In this labor law case, the Supreme Court is called on to answer the question it failed to reach in last term’s Harris v. Quinn: can public employees be compelled to pay fees to a union? In 1977, the high court held that mandatory fair share payments for public employee unions were constitutional. The conservative wing of the court practically begged for a case that would tee up an opportunity to overturn that holding, and they got it in this California case. The justices will also consider whether requiring public employees to opt out of paying for political speech, rather than allowing them to affirmatively opt in, violates the First Amendment.
Cert petitions to watch for.
The Supreme Court will continue to accept new cases throughout the term, but here are the one’s that would make good candidates.
First, let’s consider the Obamacare cases. A group of nuns, about which we have written much before, are asking the justices to take their case, Little Sisters of the Poor v. Burwell, challenging the contraception mandate accommodation as a violation of the Religious Freedom Restoration Act. (I explain RFRAs here.) The nuns contend that having to fill out the form to get the accommodation violates their religious conscience because it triggers the third-party provision of the very contraception coverage they object to. There’s a circuit split on this issue now owing to a case out of Missouri, Sharpe Holdings v. HHS, so we’re likely to see the Supreme Court take up one or both cases.

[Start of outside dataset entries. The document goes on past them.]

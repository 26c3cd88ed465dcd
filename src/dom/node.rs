//! Node data stored in the document arena.

use crate::types::Rect;

/// Arena payload for one node
#[derive(Debug, Clone)]
pub enum NodeData {
    Document,
    Element(Element),
    Text(String),
}

impl NodeData {
    pub fn as_element(&self) -> Option<&Element> {
        match self {
            NodeData::Element(element) => Some(element),
            _ => None,
        }
    }

    pub fn as_element_mut(&mut self) -> Option<&mut Element> {
        match self {
            NodeData::Element(element) => Some(element),
            _ => None,
        }
    }
}

/// An element: tag, attributes, inline style, form value and geometry.
///
/// Classes live in the `class` attribute. Inline styles are kept apart from
/// the `style` attribute as parsed property/value pairs.
#[derive(Debug, Clone, Default)]
pub struct Element {
    tag: String,
    attributes: Vec<(String, String)>,
    style: Vec<(String, String)>,
    value: String,
    rect: Rect,
}

impl Element {
    pub fn new(tag: &str) -> Self {
        Self {
            tag: tag.to_ascii_lowercase(),
            ..Self::default()
        }
    }

    pub fn tag(&self) -> &str {
        &self.tag
    }

    // -------------------------------------------------------------------------
    // Attributes
    // -------------------------------------------------------------------------

    pub fn attribute(&self, name: &str) -> Option<&str> {
        self.attributes
            .iter()
            .find(|(key, _)| key.eq_ignore_ascii_case(name))
            .map(|(_, value)| value.as_str())
    }

    pub fn has_attribute(&self, name: &str) -> bool {
        self.attribute(name).is_some()
    }

    pub fn set_attribute(&mut self, name: &str, value: &str) {
        let name = name.to_ascii_lowercase();
        match self.attributes.iter_mut().find(|(key, _)| *key == name) {
            Some((_, existing)) => *existing = value.to_string(),
            None => self.attributes.push((name, value.to_string())),
        }
    }

    /// Returns true if the attribute existed.
    pub fn remove_attribute(&mut self, name: &str) -> bool {
        let before = self.attributes.len();
        self.attributes.retain(|(key, _)| !key.eq_ignore_ascii_case(name));
        self.attributes.len() != before
    }

    /// Attributes in insertion order.
    pub fn attributes(&self) -> impl Iterator<Item = (&str, &str)> {
        self.attributes
            .iter()
            .map(|(key, value)| (key.as_str(), value.as_str()))
    }

    // -------------------------------------------------------------------------
    // Classes
    // -------------------------------------------------------------------------

    pub fn classes(&self) -> impl Iterator<Item = &str> {
        self.attribute("class").unwrap_or_default().split_whitespace()
    }

    pub fn has_class(&self, class: &str) -> bool {
        self.classes().any(|c| c == class)
    }

    pub fn add_class(&mut self, class: &str) {
        if self.has_class(class) {
            return;
        }
        let mut classes: Vec<&str> = self.classes().collect();
        classes.push(class);
        let joined = classes.join(" ");
        self.set_attribute("class", &joined);
    }

    pub fn remove_class(&mut self, class: &str) {
        if !self.has_class(class) {
            return;
        }
        let joined = self
            .classes()
            .filter(|c| *c != class)
            .collect::<Vec<_>>()
            .join(" ");
        self.set_attribute("class", &joined);
    }

    /// Add the class when `on` is true, remove it otherwise.
    pub fn toggle_class(&mut self, class: &str, on: bool) {
        if on {
            self.add_class(class);
        } else {
            self.remove_class(class);
        }
    }

    // -------------------------------------------------------------------------
    // Inline style
    // -------------------------------------------------------------------------

    pub fn style(&self, property: &str) -> Option<&str> {
        self.style
            .iter()
            .find(|(key, _)| key == property)
            .map(|(_, value)| value.as_str())
    }

    /// Setting an empty value removes the property.
    pub fn set_style(&mut self, property: &str, value: &str) {
        if value.is_empty() {
            self.remove_style(property);
            return;
        }
        match self.style.iter_mut().find(|(key, _)| key == property) {
            Some((_, existing)) => *existing = value.to_string(),
            None => self.style.push((property.to_string(), value.to_string())),
        }
    }

    pub fn remove_style(&mut self, property: &str) {
        self.style.retain(|(key, _)| key != property);
    }

    // -------------------------------------------------------------------------
    // Form state and geometry
    // -------------------------------------------------------------------------

    /// Current value of a form control.
    pub fn value(&self) -> &str {
        &self.value
    }

    pub fn set_value(&mut self, value: &str) {
        self.value = value.to_string();
    }

    /// Lowercased `type` attribute. Inputs default to `text`, buttons to `submit`.
    pub fn input_type(&self) -> String {
        match self.attribute("type") {
            Some(kind) => kind.to_ascii_lowercase(),
            None if self.tag == "button" => "submit".to_string(),
            None => "text".to_string(),
        }
    }

    pub fn is_form_control(&self) -> bool {
        matches!(self.tag.as_str(), "input" | "textarea" | "select" | "button")
    }

    pub fn is_disabled(&self) -> bool {
        self.is_form_control() && self.has_attribute("disabled")
    }

    pub fn rect(&self) -> Rect {
        self.rect
    }

    pub fn set_rect(&mut self, rect: Rect) {
        self.rect = rect;
    }
}

#[cfg(test)]
mod tests {
    use super::*;

    #[test]
    fn test_class_list() {
        let mut element = Element::new("div");
        element.add_class("modal");
        element.add_class("modal--open");
        element.add_class("modal");
        assert_eq!(element.attribute("class"), Some("modal modal--open"));

        element.toggle_class("modal--open", false);
        assert!(!element.has_class("modal--open"));
        assert!(element.has_class("modal"));
    }

    #[test]
    fn test_attributes_are_case_insensitive() {
        let mut element = Element::new("INPUT");
        element.set_attribute("Required", "");
        assert_eq!(element.tag(), "input");
        assert!(element.has_attribute("required"));
        assert!(element.remove_attribute("REQUIRED"));
        assert!(!element.has_attribute("required"));
    }

    #[test]
    fn test_input_type_defaults() {
        assert_eq!(Element::new("input").input_type(), "text");
        assert_eq!(Element::new("button").input_type(), "submit");

        let mut email = Element::new("input");
        email.set_attribute("type", "EMAIL");
        assert_eq!(email.input_type(), "email");
    }

    #[test]
    fn test_disabled_only_applies_to_form_controls() {
        let mut link = Element::new("a");
        link.set_attribute("disabled", "");
        assert!(!link.is_disabled());

        let mut button = Element::new("button");
        button.set_attribute("disabled", "");
        assert!(button.is_disabled());
    }

    #[test]
    fn test_style_empty_value_removes() {
        let mut body = Element::new("body");
        body.set_style("overflow", "hidden");
        assert_eq!(body.style("overflow"), Some("hidden"));
        body.set_style("overflow", "");
        assert_eq!(body.style("overflow"), None);
    }
}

Second, there’s another important religious freedom case, Listecki v. Official Committee of Unsecured Creditors, about whether the federal RFRA can be used as a shield against any litigant or only against government action. The circuit courts are split on this, but they’ve been split for some time. There is some mild urgency on this question in light of last spring’s shenanigans with respect to RFRAs in Indiana, Arkansas, and North Carolina. More on that here.
Third, the Supreme Court is being asked to take up abortion once again. The case out of Mississippi is Currier v. Jackson Women’s Health Organization, which involves an abortion reform law placing requirements on physicians that would essentially close the state’s only abortion clinic. Another abortion reform law out of Texas, HB 2, was largely upheld by the Fifth Circuit, but a petition for review of that decision has not been filed yet. Either could be a vehicle for the high court to address whether states may impose safety-minded reforms on abortion clinics that end up forcing them out of business for inability to comply.
Finally, depending on how long the Fifth Circuit takes to rule on it, we may see President Obama’s deferred action program for the alien parents of U.S. citizen children at the Supreme Court this term. That program is currently on hold pending the litigation over whether it was lawful or constitutional for the Secretary of Homeland Security to announce a program of non-enforcement of the immigration laws.